Advogado negro, Nauê Bernardo diz ter sido confundido com motorista por segurança do STF - Arquivo pessoal/Nauê Bernardo
Advogado negro, Nauê Bernardo diz ter sido confundido com motorista por segurança do STF Imagem: Arquivo pessoal/Nauê Bernardo

Weudson Ribeiro

Colaboração para o UOL, em Brasília

29/03/2022 21h25

Conselheiro da OAB-DF (Ordem dos Advogados do Brasil - Seccional do Distrito Federal), o advogado Nauê Bernardo afirmou hoje que foi confundido por um segurança do STF (Supremo Tribunal Federal) com um motorista.

"Chegar no Supremo de carro bom e ser confundido com motorista: check. Para a galera branca do 'meu avô é negro': bora trocar de pele um dia só. Eu vou me vingar disso destruindo na sustentação oral, é meu compromisso", disse Nauê por meio de seu perfil no Twitter.

Procurado pelo UOL, o advogado afirmou disse que não culpa o segurança do STF pelo ocorrido. "A gente tem que educar as pessoas, reconhecer o problema e enfrentar", disse.

Nauê destacou ainda que a punição de casos isolados de microagressão não resolve a questão do racismo no Brasil, que é estrutural. "O indivíduo não me interessa muito nesse tipo de coisa. Aposto que na cabeça do segurança, ele pensou que estava sendo gentil", disse.

"A única coisa que eu quero é que as pessoas não individualizem o problema. O segurança não fez o que fez querendo me diminuir. Foi inconsciente... Uma negação de que uma pessoa como eu poderia ser advogado na mais alta corte do país", disse o conselheiro da OAB-DF.

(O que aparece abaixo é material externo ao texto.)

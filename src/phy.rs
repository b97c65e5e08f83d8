//! Report framing shared by the codec and the transports.
//!
//! Every report exchanged with the siren is a fixed 38-byte buffer: one
//! report-id byte followed by 37 bytes of payload. Byte 0 is reserved for the
//! report id on both directions; the codec never writes it.

use crate::errors::*;

/// 1 report-id byte + 37 payload bytes.
pub const REPORT_SIZE: usize = 1 + 37;

pub type Report = [u8; REPORT_SIZE];

/// A packet that can be written into a report buffer.
pub trait Encodable {
    /// Writes the packet's fields into `buf`, leaving the report-id slot alone.
    fn encode_into(&self, buf: &mut Report);

    fn encode(&self) -> Report {
        let mut report = [0u8; REPORT_SIZE];
        self.encode_into(&mut report);
        report
    }
}

/// A packet that can be read out of a report buffer.
pub trait Decodable: Sized {
    /// Number of leading bytes the layout occupies, report-id slot included.
    const SIZE: usize;

    /// Reads the fields from `buf`, which is at least `SIZE` bytes long.
    fn decode_unchecked(buf: &[u8]) -> Self;

    fn decode(buf: &[u8]) -> Result<Self> {
        if buf.len() < Self::SIZE {
            bail!(ErrorKind::MalformedPacket(Self::SIZE, buf.len()));
        }
        Ok(Self::decode_unchecked(buf))
    }
}

/// Lower-case hex rendering of a buffer for trace logging.
pub fn hex_dump(buf: &[u8]) -> String {
    hex::encode(buf)
}
//! Phase and seat types.

/// Phase of a hand.
#[derive(Debug, Clone, Copy, PartialEq, Eq, Hash)]
pub enum Phase {
    /// Waiting for the player to hit or stand.
    PlayerTurn,
    /// Dealer plays out their hand.
    DealerTurn,
    /// Hand has ended and can be settled.
    HandOver,
}

impl Phase {
    /// Returns the phase that follows this one, or `None` after `HandOver`.
    #[must_use]
    pub const fn next(self) -> Option<Self> {
        match self {
            Self::PlayerTurn => Some(Self::DealerTurn),
            Self::DealerTurn => Some(Self::HandOver),
            Self::HandOver => None,
        }
    }

    /// Returns whose turn this phase is, if anyone's.
    #[must_use]
    pub const fn seat(self) -> Option<Seat> {
        match self {
            Self::PlayerTurn => Some(Seat::Player),
            Self::DealerTurn => Some(Seat::Dealer),
            Self::HandOver => None,
        }
    }
}

/// A participant at the table.
#[derive(Debug, Clone, Copy, PartialEq, Eq, Hash)]
pub enum Seat {
    /// The human player.
    Player,
    /// The dealer.
    Dealer,
}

Relato de Nauê: 'O funcionário não é o problema'

O episódio ocorreu depois de o advogado ter chegado no STF no próprio carro, um Honda HRV. Nesse momento, o segurança do prédio teria o orientado a sair do local após o desembarque dos outros três advogados brancos que estavam no veículo.

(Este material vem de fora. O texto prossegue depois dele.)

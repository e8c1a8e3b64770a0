//! Property tests for hand scoring and card conservation.

use hitstand::{Card, GameOptions, GameState, Hand, Phase, Rank, Suit};
use proptest::prelude::*;

fn any_card() -> impl Strategy<Value = Card> {
    (1u8..=13, 0usize..4).prop_map(|(ordinal, suit)| {
        let rank = Rank::from_ordinal(ordinal).unwrap_or(Rank::Ace);
        Card::new(rank, Suit::ALL[suit])
    })
}

fn non_ace_card() -> impl Strategy<Value = Card> {
    any_card().prop_filter("no aces", |card| !card.is_ace())
}

proptest! {
    #[test]
    fn hand_without_aces_scores_its_minimum(cards in prop::collection::vec(non_ace_card(), 0..8)) {
        let hand: Hand = cards.into_iter().collect();
        prop_assert_eq!(hand.score(), hand.min_score());
        prop_assert!(!hand.is_soft());
    }

    #[test]
    fn single_ace_is_promoted_when_it_fits(
        rest in prop::collection::vec(non_ace_card(), 0..4),
        position in 0usize..4,
    ) {
        let rest_total: u8 = rest.iter().map(|card| card.rank.min_value()).sum();
        prop_assume!(rest_total <= 10);

        let mut cards = rest;
        let position = position.min(cards.len());
        cards.insert(position, Card::new(Rank::Ace, Suit::Spades));

        let hand: Hand = cards.into_iter().collect();
        prop_assert_eq!(hand.score(), hand.min_score() + 10);
        prop_assert!(hand.score() <= 21);
    }

    #[test]
    fn high_minimum_is_never_promoted(cards in prop::collection::vec(any_card(), 2..10)) {
        let hand: Hand = cards.into_iter().collect();
        prop_assume!(hand.min_score() > 11);
        prop_assert_eq!(hand.score(), hand.min_score());
    }

    #[test]
    fn at_most_one_ace_is_promoted(cards in prop::collection::vec(any_card(), 0..10)) {
        let hand: Hand = cards.into_iter().collect();
        let promoted = hand.score() - hand.min_score();
        prop_assert!(promoted == 0 || promoted == 10);
    }

    #[test]
    fn dealt_hands_conserve_cards(seed in any::<u64>(), hits in 0usize..6) {
        let shuffled = GameState::new(GameOptions::default(), seed).shuffle();
        let total = shuffled.cards_remaining();

        let mut game = shuffled.deal().unwrap();
        prop_assert_eq!(game.player().len(), 2);
        prop_assert_eq!(game.dealer().len(), 2);
        prop_assert_eq!(game.phase(), Phase::PlayerTurn);

        for _ in 0..hits {
            if game.phase() != Phase::PlayerTurn {
                break;
            }
            game = game.hit().unwrap();
        }

        let in_play = game.cards_remaining() + game.player().len() + game.dealer().len();
        prop_assert_eq!(in_play, total);
    }
}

Leia o relato de Nauê Bernardo ao UOL:

"Entre o estacionamento do STF em que eu estava parando e o local de desembarque há uns cones e a rampa que leva para o anexo do Supremo. Ao me ver, o segurança não saiu da guarita.

Eu estava estacionando e ele ficou me chamando e mostrando que estava tirando o cone. Eu perguntei: 'Ué, é para eu ir para a garagem?" E ele respondeu: ''Não, é para você deixar o pessoal lá e ir embora'.

Uma das pessoas que estava comigo no carro então falou: 'Não, mas nós estamos juntos'. E o segurança repetiu o movimento. Então, a gente se deu conta do que tinha acontecido —e ficou todo mundo tão estarrecido que ninguém disse nada. Eu parei o carro todo torto, de tão perturbado que eu fiquei.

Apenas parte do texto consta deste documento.